What the Brochure Left Out


I never imagined that my life would be so frustrating!!!  When I pictured my life with children it was much more quaint and picturesque.  Reading quietly, running happily along, pushing on a swing.  Somehow I managed to leave out the everyday realities of having little beings dependent on you, from my girlish daydreams.

It isn’t just the potty training of twin boys, that gets me, or keeping three little people going in the same direction as me, or constant fighting over every little thing; but the more ordinary tasks that seem to end up being extraordinarily more difficult than necessary that really make my head hurt.  For instance, seat belts.  In Canada, child car seats are overly complicated to begin with, add to this a desire by my 3 kids to play rotating seats every time they get in the van, combined with a demand for 10 different things while seat belts are being done up and you’ve got a recipe for heartache.  This wouldn’t be quit as bad if they were all the same size, but alas, even twins are not always the same.  Or perhaps you can relate to the meal time nightmare of preparing what your child has asked for only to have them refuse to eat it and ask for something else.  Meanwhile another child has taken two bites, declared themselves done and is now asking for their “treat” or dessert - exasperating to say the least.  Then there’s the fight to keep socks and shoes on in public, cold weather, at all!  Not to mention that when you try for the pants instead of shorts and you get screams and tears (can’t say I blame him really, I hate winter), and a stark naked boy running through the house.  What about the nonstop talking ALL Day LONG, from 2 out of 3 children!   I can’t hear myself think let alone what my 3rd child is trying to tell me (no wonder he took longer to talk!).  And most of it either doesn’t make sense, is a complete statement of the obvious, and coming right when you didn’t need to hear it.  Or that EVERY drink you give your children will have at least a drop spilled from it (more often than not, the whole thing!); the piles of discarded food you find in the strangest of places; the fact that your stuff is infinitely more interesting than the 10 million toys they have strewn around the house; that the most popular time to ask for something is immediately after you sit down; your being on the phone signals that they need to talk as loud as possible to you; and my personal favorite, that they don’t have to use the bathroom or eat until you have just left the house and are driving somewhere.

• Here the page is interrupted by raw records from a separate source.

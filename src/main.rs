//! CLI entry point for seamless texture tiling

use clap::Parser;
use std::process::ExitCode;
use tilemaker::io::cli::{Cli, FileProcessor};

// Allow print for reporting the error that ends the run
#[allow(clippy::print_stderr)]
fn main() -> ExitCode {
    let cli = Cli::parse();
    let mut processor = FileProcessor::new(cli);
    match processor.process() {
        Ok(()) => ExitCode::SUCCESS,
        Err(error) => {
            eprintln!("error: {error}");
            ExitCode::from(error.exit_code())
        }
    }
}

This behaviour cannot be attributed to one child more than another either, or at least not in my family, as they take turns from day-to-day or if I’m really lucky, hour to hour being the miserable, uncooperative little blessing.  As if it is not bad enough that my kids are CONSTANTLY asking for something, they don’t even want what they are asking for!  And before you let the words “just say no” out of your mouths, let me tell you that NO is the number one word used in my vocabulary now.  My little darlings seem to look at one let down as practice for the next attempt.  Sometimes, in the midst of my near forming tears of anger and frustration, I admire the stamina and perseverance of my little babies; I just wish they would apply it to something less painful for me!

People don’t tell you the truth about parenting  when you’re kidless.  Which really is a shame, because a little warning would come in handy.  Instead of going out and buying useless baby gear when pregnant we could take referee and negotiating  training.  We could stock up on head ache medication and gift certificates for babysitting and spa treatments.  Not to forget the anger management classes that might save a few people from insanity.  But alas, hindsight is 50/50!  Still I might look into some of this though.